- Work to be completed: The lines below starting at the line containing "self.map.iter().map(|(name, (_, at))|" and ending at the line containing "let err = backpatch(&mut" are to be repeated exactly, with both ends kept and nothing else added.

[Material for this exercise Boundary: Start]

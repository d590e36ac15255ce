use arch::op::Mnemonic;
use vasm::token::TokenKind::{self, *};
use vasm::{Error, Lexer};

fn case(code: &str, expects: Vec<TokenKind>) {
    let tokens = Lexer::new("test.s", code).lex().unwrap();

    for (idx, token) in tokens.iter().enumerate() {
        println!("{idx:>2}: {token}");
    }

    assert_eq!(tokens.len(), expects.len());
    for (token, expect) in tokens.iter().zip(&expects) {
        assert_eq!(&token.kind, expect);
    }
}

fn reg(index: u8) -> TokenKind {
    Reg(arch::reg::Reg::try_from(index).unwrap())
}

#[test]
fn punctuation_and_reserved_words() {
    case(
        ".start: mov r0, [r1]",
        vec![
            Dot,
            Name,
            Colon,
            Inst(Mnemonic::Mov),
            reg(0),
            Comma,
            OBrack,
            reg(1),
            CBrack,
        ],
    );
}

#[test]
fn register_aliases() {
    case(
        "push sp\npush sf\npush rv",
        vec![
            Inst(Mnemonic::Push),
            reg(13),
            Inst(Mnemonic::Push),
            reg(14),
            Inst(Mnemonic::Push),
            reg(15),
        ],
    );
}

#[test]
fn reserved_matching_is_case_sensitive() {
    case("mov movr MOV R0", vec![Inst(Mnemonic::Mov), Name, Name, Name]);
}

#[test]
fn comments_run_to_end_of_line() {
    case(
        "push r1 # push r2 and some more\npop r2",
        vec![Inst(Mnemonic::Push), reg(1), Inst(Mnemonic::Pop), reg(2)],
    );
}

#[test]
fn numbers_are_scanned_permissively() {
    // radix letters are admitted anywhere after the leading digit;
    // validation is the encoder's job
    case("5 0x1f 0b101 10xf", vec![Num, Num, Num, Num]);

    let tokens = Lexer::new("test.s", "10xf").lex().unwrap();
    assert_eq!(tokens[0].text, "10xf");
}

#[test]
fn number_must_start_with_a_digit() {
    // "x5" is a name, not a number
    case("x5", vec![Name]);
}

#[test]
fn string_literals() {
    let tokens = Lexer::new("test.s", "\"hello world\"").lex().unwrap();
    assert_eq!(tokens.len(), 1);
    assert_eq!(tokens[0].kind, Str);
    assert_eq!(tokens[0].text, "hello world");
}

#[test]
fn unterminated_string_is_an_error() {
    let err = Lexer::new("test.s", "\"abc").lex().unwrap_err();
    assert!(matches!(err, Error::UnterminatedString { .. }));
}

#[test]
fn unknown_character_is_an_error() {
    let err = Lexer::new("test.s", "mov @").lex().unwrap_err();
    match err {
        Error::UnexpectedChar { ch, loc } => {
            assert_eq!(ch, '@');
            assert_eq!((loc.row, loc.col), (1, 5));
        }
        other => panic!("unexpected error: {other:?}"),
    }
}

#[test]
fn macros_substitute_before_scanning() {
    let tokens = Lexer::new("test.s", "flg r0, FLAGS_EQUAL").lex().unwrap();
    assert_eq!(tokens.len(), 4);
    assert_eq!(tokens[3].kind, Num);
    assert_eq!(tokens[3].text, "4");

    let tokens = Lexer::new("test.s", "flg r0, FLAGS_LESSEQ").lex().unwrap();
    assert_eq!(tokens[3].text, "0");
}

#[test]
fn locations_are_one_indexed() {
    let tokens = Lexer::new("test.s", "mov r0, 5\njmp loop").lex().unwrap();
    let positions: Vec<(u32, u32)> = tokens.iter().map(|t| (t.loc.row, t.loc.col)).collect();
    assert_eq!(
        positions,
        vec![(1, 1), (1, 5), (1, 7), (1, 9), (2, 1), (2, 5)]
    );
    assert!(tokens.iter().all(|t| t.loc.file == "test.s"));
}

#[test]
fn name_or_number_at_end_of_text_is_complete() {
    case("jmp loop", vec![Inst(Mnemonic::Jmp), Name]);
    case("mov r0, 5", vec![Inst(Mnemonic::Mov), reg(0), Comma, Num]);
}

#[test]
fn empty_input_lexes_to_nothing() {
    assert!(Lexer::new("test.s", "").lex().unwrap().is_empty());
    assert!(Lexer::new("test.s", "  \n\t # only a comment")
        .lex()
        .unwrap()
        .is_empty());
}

[Material for this exercise Boundary: End]
[Material for this exercise Boundary: Start]

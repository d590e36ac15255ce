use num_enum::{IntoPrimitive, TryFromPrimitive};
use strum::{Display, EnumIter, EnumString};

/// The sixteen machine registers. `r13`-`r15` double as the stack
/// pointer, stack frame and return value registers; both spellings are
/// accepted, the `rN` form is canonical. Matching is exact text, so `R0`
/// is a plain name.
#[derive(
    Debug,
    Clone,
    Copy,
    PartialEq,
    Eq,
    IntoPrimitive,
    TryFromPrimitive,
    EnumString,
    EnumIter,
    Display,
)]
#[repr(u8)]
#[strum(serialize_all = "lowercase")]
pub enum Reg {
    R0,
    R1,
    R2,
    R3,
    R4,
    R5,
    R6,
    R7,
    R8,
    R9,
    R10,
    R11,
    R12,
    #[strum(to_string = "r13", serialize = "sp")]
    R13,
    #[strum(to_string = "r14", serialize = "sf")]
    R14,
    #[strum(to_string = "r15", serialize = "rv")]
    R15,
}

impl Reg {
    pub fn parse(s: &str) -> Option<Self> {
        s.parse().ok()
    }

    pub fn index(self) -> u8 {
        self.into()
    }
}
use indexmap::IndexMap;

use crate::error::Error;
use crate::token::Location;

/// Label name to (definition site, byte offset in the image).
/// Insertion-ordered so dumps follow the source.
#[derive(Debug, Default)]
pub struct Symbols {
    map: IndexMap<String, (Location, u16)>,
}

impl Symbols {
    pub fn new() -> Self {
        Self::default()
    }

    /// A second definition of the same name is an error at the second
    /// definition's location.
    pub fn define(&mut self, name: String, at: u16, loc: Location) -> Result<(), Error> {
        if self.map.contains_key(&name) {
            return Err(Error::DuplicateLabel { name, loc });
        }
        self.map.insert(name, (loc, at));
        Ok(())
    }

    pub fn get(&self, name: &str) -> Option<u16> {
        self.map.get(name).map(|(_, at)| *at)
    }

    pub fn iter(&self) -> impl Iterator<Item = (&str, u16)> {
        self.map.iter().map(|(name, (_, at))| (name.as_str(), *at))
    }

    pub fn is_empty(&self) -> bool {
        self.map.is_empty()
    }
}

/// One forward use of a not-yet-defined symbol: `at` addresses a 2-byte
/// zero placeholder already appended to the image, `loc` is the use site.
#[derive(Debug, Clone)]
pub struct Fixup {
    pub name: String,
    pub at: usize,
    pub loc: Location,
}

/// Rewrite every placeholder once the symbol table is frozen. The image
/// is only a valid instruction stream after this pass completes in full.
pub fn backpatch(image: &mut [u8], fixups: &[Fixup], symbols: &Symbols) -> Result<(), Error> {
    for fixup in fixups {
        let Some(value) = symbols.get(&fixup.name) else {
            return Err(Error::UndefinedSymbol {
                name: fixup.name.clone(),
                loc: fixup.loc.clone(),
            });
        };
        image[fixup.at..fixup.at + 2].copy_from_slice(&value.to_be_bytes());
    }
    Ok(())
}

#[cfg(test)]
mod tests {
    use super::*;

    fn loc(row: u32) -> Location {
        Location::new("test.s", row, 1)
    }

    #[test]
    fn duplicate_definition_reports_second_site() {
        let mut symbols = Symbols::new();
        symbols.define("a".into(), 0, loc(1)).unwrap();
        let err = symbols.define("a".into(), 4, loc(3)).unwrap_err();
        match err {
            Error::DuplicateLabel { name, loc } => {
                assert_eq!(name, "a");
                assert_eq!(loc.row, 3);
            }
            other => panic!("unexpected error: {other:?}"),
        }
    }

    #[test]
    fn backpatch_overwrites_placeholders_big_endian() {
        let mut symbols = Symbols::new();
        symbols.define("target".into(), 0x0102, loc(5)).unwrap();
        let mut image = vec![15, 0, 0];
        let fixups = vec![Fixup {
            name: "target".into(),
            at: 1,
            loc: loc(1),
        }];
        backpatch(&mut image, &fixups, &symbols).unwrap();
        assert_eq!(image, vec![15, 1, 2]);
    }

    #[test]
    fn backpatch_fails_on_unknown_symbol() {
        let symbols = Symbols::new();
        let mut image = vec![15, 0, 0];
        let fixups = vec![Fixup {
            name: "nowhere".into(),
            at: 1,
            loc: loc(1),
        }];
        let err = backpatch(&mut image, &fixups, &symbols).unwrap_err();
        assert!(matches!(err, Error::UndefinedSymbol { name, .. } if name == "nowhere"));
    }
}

[Material for this exercise Boundary: End]
[Material for this exercise Boundary: Start]

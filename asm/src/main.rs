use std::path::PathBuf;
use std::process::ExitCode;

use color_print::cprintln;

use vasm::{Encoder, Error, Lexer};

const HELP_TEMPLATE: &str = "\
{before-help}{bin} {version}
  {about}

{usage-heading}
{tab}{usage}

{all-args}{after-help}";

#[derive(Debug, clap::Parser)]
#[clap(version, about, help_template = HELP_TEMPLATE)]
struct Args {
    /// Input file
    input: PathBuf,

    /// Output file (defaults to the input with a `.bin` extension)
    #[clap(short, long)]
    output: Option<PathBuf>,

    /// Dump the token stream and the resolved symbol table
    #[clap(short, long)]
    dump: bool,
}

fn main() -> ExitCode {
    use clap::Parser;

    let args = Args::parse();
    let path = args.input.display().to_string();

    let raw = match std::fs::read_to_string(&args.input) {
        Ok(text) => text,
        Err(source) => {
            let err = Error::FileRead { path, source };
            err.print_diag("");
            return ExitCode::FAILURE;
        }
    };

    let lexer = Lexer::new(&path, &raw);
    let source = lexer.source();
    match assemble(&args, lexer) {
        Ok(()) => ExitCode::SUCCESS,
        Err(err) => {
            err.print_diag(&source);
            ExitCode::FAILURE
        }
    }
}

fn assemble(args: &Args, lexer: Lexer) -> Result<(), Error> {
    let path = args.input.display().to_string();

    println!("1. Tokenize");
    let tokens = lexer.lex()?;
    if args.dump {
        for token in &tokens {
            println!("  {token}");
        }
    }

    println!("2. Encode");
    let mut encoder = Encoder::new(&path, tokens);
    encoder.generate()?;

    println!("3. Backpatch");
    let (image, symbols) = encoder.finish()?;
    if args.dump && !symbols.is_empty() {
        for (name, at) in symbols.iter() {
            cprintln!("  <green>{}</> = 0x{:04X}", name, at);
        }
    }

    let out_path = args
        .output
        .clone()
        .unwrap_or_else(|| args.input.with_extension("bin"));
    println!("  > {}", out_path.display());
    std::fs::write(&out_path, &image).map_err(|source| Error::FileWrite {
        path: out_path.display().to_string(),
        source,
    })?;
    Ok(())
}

[Material for this exercise Boundary: End]

- Expected output:
        self.map.iter().map(|(name, (_, at))| (name.as_str(), *at))
    }

    pub fn is_empty(&self) -> bool {
        self.map.is_empty()
    }
}

/// One forward use of a not-yet-defined symbol: `at` addresses a 2-byte
/// zero placeholder already appended to the image, `loc` is the use site.
#[derive(Debug, Clone)]
pub struct Fixup {
    pub name: String,
    pub at: usize,
    pub loc: Location,
}

/// Rewrite every placeholder once the symbol table is frozen. The image
/// is only a valid instruction stream after this pass completes in full.
pub fn backpatch(image: &mut [u8], fixups: &[Fixup], symbols: &Symbols) -> Result<(), Error> {
    for fixup in fixups {
        let Some(value) = symbols.get(&fixup.name) else {
            return Err(Error::UndefinedSymbol {
                name: fixup.name.clone(),
                loc: fixup.loc.clone(),
            });
        };
        image[fixup.at..fixup.at + 2].copy_from_slice(&value.to_be_bytes());
    }
    Ok(())
}

#[cfg(test)]
mod tests {
    use super::*;

    fn loc(row: u32) -> Location {
        Location::new("test.s", row, 1)
    }

    #[test]
    fn duplicate_definition_reports_second_site() {
        let mut symbols = Symbols::new();
        symbols.define("a".into(), 0, loc(1)).unwrap();
        let err = symbols.define("a".into(), 4, loc(3)).unwrap_err();
        match err {
            Error::DuplicateLabel { name, loc } => {
                assert_eq!(name, "a");
                assert_eq!(loc.row, 3);
            }
            other => panic!("unexpected error: {other:?}"),
        }
    }

    #[test]
    fn backpatch_overwrites_placeholders_big_endian() {
        let mut symbols = Symbols::new();
        symbols.define("target".into(), 0x0102, loc(5)).unwrap();
        let mut image = vec![15, 0, 0];
        let fixups = vec![Fixup {
            name: "target".into(),
            at: 1,
            loc: loc(1),
        }];
        backpatch(&mut image, &fixups, &symbols).unwrap();
        assert_eq!(image, vec![15, 1, 2]);
    }

    #[test]
    fn backpatch_fails_on_unknown_symbol() {
        let symbols = Symbols::new();
        let mut image = vec![15, 0, 0];
        let fixups = vec![Fixup {
            name: "nowhere".into(),
            at: 1,
            loc: loc(1),
        }];
        let err = backpatch(&mut image, &fixups, &symbols).unwrap_err();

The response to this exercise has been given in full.